• _WHAT TO WORK ON_:
Take every line from the listing below that contains "DoPrimaryKey".

--------------------------------------------------

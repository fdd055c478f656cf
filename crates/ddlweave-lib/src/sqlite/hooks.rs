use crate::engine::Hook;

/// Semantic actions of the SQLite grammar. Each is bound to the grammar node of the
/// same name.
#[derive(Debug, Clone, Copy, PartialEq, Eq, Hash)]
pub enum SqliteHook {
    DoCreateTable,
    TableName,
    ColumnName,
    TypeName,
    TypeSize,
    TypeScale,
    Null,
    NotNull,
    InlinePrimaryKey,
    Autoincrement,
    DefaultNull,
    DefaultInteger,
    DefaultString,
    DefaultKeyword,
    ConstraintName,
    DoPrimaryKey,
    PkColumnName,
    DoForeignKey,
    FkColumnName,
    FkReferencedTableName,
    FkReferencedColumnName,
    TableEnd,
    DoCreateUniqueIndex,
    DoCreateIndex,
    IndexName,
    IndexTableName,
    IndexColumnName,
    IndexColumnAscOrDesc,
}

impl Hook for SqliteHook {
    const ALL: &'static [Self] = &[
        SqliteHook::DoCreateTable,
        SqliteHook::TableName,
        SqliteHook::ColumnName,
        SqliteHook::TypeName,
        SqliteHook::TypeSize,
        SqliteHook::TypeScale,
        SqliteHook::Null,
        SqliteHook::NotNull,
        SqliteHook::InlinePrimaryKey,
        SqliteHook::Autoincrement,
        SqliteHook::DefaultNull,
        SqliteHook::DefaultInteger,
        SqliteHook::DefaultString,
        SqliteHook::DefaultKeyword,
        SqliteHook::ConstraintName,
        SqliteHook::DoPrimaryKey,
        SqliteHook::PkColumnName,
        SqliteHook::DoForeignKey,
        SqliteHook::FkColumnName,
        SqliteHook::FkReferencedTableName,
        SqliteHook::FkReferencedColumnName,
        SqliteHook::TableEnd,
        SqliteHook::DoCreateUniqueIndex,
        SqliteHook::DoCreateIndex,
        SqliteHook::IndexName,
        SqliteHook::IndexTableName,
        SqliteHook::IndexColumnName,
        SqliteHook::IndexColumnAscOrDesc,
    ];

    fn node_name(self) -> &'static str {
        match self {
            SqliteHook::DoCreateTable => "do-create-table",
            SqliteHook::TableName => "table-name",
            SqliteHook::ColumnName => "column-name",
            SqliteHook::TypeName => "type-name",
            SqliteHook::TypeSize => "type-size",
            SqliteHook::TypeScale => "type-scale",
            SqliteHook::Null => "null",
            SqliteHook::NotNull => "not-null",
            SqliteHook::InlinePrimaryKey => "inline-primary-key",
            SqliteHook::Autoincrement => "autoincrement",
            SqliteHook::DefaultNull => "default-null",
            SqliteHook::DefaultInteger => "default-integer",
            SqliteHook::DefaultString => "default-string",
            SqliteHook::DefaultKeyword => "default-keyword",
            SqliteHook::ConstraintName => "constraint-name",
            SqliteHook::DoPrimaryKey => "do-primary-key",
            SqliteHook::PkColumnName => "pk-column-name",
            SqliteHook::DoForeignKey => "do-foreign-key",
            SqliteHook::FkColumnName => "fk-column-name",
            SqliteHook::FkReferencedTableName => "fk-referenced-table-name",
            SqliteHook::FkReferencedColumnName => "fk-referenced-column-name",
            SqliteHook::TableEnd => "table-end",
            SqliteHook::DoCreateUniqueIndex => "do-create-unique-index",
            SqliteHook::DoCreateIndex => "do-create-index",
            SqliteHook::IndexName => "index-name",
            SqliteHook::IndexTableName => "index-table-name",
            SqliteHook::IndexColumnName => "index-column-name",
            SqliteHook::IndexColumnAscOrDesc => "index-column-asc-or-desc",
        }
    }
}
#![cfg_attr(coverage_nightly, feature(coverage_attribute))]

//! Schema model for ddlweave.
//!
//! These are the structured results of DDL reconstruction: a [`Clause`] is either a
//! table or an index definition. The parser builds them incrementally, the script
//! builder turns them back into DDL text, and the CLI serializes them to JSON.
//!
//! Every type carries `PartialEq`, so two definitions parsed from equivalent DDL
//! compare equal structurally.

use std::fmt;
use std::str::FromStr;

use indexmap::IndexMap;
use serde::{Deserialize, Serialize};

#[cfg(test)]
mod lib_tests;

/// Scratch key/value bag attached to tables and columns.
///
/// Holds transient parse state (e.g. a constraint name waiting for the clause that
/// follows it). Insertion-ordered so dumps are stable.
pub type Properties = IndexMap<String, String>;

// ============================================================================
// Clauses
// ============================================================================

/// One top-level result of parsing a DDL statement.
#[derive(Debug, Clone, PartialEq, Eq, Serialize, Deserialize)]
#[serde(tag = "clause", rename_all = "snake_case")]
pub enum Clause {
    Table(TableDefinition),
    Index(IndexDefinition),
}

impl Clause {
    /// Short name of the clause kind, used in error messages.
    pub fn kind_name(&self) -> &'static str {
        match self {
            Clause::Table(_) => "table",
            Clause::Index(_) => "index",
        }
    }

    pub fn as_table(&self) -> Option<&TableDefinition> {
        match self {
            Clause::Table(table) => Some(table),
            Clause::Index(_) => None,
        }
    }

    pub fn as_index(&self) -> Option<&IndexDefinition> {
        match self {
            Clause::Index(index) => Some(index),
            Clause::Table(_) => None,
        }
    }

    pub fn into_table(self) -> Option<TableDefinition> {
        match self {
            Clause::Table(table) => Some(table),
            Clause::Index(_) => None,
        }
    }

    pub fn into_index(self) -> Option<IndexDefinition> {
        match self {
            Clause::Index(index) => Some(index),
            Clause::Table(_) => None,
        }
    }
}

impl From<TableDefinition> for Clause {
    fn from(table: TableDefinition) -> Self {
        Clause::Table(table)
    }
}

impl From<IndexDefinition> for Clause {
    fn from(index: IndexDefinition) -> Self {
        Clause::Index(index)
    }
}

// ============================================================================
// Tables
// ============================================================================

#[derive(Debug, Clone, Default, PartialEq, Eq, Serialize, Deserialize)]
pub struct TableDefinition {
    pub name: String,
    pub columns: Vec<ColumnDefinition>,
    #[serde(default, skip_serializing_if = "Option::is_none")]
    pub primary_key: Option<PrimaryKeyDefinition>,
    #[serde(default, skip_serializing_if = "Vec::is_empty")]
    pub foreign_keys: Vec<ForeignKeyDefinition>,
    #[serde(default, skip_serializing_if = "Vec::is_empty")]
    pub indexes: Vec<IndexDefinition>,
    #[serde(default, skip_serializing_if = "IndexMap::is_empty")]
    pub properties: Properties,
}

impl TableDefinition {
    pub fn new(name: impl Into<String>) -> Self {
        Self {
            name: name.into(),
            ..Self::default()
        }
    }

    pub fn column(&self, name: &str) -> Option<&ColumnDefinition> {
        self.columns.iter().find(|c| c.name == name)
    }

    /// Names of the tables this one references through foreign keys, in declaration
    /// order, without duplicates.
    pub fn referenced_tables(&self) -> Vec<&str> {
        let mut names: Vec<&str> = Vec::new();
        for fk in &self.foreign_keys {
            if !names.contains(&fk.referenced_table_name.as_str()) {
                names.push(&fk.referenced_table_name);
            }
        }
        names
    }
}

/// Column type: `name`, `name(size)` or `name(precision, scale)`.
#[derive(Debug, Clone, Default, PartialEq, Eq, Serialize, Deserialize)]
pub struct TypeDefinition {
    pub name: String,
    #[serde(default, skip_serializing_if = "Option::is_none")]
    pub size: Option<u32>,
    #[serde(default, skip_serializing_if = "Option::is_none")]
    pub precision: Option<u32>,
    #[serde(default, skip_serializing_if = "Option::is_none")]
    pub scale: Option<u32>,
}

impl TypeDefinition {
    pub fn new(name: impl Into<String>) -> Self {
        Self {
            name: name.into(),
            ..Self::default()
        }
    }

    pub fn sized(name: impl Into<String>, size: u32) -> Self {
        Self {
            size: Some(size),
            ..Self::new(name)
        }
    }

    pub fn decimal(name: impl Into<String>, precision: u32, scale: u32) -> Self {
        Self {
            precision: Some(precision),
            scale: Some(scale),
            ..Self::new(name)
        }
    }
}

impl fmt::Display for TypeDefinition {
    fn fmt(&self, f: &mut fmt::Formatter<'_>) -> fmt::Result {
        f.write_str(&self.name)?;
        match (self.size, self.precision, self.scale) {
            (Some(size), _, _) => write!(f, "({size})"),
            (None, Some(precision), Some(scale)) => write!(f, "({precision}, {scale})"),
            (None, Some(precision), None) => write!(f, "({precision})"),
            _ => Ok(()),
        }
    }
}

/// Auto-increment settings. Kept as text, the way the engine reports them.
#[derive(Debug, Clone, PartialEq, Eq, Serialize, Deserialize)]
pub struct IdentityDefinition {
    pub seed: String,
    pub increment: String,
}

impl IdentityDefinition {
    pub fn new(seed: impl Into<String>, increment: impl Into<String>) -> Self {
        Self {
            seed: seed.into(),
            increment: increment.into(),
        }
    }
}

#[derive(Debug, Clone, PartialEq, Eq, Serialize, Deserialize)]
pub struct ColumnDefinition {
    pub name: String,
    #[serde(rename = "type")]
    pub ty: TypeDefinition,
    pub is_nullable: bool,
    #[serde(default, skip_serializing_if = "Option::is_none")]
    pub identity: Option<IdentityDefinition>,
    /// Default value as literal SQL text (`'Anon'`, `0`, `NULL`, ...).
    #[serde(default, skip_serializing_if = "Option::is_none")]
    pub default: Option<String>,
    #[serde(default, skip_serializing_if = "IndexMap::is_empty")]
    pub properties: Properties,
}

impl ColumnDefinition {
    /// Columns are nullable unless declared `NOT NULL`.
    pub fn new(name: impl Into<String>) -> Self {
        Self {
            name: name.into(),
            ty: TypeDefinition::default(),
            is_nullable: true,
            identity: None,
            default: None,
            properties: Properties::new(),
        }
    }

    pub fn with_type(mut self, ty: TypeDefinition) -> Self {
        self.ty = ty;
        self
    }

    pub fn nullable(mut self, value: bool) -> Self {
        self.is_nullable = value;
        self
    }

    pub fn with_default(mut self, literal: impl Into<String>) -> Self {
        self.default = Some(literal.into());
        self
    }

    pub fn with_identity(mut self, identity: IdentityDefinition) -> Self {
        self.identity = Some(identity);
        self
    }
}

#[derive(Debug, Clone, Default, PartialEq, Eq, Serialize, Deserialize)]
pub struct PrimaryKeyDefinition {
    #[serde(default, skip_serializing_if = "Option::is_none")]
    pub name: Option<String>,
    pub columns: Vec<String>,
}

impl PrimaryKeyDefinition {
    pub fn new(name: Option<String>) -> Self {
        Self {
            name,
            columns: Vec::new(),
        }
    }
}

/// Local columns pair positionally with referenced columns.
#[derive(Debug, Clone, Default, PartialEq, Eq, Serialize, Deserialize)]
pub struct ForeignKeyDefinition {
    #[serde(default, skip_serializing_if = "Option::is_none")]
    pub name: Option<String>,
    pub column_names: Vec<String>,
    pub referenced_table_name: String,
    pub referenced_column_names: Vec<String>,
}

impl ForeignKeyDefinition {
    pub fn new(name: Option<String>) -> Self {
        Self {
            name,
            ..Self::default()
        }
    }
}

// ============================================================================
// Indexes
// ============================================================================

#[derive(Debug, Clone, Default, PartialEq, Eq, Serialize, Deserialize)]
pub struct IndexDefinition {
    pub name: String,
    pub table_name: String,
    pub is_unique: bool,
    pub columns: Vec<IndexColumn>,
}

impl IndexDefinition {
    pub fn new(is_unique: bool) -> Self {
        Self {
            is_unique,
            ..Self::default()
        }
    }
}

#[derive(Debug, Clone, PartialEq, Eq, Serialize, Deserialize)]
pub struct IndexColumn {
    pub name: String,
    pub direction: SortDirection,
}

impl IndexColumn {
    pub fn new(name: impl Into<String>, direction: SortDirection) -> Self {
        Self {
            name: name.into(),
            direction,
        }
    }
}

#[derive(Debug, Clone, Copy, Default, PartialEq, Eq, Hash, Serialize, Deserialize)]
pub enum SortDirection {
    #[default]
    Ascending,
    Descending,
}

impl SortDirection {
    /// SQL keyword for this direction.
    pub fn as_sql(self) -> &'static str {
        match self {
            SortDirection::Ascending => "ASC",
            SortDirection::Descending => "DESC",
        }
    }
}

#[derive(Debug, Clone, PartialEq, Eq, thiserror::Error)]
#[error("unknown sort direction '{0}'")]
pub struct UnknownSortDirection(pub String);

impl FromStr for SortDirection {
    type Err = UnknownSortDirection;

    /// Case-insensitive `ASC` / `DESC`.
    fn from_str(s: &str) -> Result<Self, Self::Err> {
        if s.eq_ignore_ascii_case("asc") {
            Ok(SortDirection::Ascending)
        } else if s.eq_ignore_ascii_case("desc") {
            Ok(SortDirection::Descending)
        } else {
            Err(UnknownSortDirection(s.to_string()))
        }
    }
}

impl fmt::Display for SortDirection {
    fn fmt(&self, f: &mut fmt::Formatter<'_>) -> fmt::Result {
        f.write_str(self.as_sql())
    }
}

--------------------------------------------------

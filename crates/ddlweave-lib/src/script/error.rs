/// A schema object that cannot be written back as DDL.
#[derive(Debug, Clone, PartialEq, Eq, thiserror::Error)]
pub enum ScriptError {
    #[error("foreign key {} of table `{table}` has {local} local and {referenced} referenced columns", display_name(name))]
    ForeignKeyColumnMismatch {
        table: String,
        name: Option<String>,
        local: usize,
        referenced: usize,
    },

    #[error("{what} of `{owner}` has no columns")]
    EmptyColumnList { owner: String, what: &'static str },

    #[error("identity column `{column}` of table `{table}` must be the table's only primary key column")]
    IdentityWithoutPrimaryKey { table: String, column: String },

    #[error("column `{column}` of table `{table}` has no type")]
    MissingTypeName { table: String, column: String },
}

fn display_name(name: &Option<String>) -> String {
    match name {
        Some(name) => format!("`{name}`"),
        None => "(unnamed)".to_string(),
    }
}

--------------------------------------------------

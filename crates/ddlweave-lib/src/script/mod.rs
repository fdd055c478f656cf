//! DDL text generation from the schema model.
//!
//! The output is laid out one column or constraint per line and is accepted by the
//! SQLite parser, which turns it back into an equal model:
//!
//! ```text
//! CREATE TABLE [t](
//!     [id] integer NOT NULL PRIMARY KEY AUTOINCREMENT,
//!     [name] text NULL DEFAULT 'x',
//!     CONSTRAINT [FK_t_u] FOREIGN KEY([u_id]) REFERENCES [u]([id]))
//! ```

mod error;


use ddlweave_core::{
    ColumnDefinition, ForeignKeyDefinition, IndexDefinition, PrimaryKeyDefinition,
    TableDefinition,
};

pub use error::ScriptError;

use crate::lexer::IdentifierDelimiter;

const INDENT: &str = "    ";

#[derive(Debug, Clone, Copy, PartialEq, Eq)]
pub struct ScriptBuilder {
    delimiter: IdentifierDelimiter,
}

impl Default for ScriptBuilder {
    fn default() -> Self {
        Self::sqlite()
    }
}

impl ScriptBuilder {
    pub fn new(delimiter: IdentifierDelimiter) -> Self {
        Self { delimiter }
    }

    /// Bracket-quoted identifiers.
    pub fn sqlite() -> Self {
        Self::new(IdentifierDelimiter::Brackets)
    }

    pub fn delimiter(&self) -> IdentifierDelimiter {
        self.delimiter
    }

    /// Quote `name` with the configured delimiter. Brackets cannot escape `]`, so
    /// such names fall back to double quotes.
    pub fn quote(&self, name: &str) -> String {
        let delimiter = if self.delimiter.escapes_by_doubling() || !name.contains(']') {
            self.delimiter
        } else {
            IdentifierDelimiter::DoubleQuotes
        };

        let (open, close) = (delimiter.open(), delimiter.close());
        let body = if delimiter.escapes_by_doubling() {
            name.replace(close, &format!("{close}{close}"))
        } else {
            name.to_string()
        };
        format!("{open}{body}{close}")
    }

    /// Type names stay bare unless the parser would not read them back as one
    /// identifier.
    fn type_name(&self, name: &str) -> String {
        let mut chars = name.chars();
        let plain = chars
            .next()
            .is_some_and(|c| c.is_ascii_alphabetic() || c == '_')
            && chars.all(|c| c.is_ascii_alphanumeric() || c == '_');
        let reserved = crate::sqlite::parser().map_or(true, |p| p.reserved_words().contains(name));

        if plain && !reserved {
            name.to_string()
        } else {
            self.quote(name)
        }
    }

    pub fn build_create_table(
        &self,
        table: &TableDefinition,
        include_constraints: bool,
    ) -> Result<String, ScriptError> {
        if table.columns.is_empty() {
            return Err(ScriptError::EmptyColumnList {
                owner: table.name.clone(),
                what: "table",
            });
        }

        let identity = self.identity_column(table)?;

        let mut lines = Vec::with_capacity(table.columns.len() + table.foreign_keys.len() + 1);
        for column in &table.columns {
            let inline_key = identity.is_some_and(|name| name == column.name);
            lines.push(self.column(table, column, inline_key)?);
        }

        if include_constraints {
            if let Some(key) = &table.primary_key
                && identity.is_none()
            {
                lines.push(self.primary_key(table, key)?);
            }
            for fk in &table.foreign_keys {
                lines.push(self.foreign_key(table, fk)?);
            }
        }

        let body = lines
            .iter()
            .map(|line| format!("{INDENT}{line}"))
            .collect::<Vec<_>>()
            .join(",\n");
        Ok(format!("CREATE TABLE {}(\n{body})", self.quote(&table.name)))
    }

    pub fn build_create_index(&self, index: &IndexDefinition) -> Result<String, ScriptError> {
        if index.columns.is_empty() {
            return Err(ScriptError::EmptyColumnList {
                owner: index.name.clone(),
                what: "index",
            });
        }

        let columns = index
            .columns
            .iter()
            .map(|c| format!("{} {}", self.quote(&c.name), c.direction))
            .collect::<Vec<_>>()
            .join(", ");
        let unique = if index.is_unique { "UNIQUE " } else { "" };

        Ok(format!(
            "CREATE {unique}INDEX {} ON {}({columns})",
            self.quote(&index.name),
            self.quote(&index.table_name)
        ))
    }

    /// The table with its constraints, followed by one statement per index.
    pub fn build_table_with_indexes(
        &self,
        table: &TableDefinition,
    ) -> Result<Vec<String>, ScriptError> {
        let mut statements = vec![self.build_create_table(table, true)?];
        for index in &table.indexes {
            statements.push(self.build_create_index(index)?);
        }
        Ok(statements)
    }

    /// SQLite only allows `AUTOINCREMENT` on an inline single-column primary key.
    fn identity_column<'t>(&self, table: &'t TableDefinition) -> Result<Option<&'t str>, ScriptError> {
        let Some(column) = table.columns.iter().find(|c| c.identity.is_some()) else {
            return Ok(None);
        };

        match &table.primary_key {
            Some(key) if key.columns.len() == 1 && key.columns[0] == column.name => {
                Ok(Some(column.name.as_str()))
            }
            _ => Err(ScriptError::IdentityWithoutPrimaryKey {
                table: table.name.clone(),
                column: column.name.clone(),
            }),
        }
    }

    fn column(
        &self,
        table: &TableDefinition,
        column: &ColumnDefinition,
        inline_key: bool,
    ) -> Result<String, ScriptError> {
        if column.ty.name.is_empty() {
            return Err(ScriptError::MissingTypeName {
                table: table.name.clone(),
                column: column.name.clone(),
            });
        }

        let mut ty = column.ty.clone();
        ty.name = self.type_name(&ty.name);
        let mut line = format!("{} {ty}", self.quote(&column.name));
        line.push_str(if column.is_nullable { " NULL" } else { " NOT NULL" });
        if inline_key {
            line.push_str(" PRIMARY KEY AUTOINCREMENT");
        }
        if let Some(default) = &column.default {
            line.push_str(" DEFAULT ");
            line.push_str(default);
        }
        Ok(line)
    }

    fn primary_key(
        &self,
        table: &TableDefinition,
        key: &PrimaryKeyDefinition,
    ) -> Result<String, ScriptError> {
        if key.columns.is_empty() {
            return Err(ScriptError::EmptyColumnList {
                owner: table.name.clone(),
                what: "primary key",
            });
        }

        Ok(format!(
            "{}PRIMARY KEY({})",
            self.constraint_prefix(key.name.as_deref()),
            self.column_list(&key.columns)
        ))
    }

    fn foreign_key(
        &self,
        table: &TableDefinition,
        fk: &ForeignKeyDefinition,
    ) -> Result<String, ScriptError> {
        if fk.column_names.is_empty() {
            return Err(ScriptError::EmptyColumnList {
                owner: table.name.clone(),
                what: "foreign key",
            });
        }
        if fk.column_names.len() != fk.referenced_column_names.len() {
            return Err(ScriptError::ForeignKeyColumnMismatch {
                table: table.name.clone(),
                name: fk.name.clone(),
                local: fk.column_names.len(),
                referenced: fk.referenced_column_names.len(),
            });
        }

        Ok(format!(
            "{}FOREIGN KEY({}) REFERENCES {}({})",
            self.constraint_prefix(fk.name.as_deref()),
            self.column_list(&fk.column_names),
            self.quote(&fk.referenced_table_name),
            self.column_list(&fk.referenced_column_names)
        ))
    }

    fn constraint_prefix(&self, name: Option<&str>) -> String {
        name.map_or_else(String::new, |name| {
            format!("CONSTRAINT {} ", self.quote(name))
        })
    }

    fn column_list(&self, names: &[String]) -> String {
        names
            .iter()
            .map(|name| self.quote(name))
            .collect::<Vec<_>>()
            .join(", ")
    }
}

--------------------------------------------------

• _EXPECTED ANSWER_:
    DoPrimaryKey,
        SqliteHook::DoPrimaryKey,
            SqliteHook::DoPrimaryKey => "do-primary-key",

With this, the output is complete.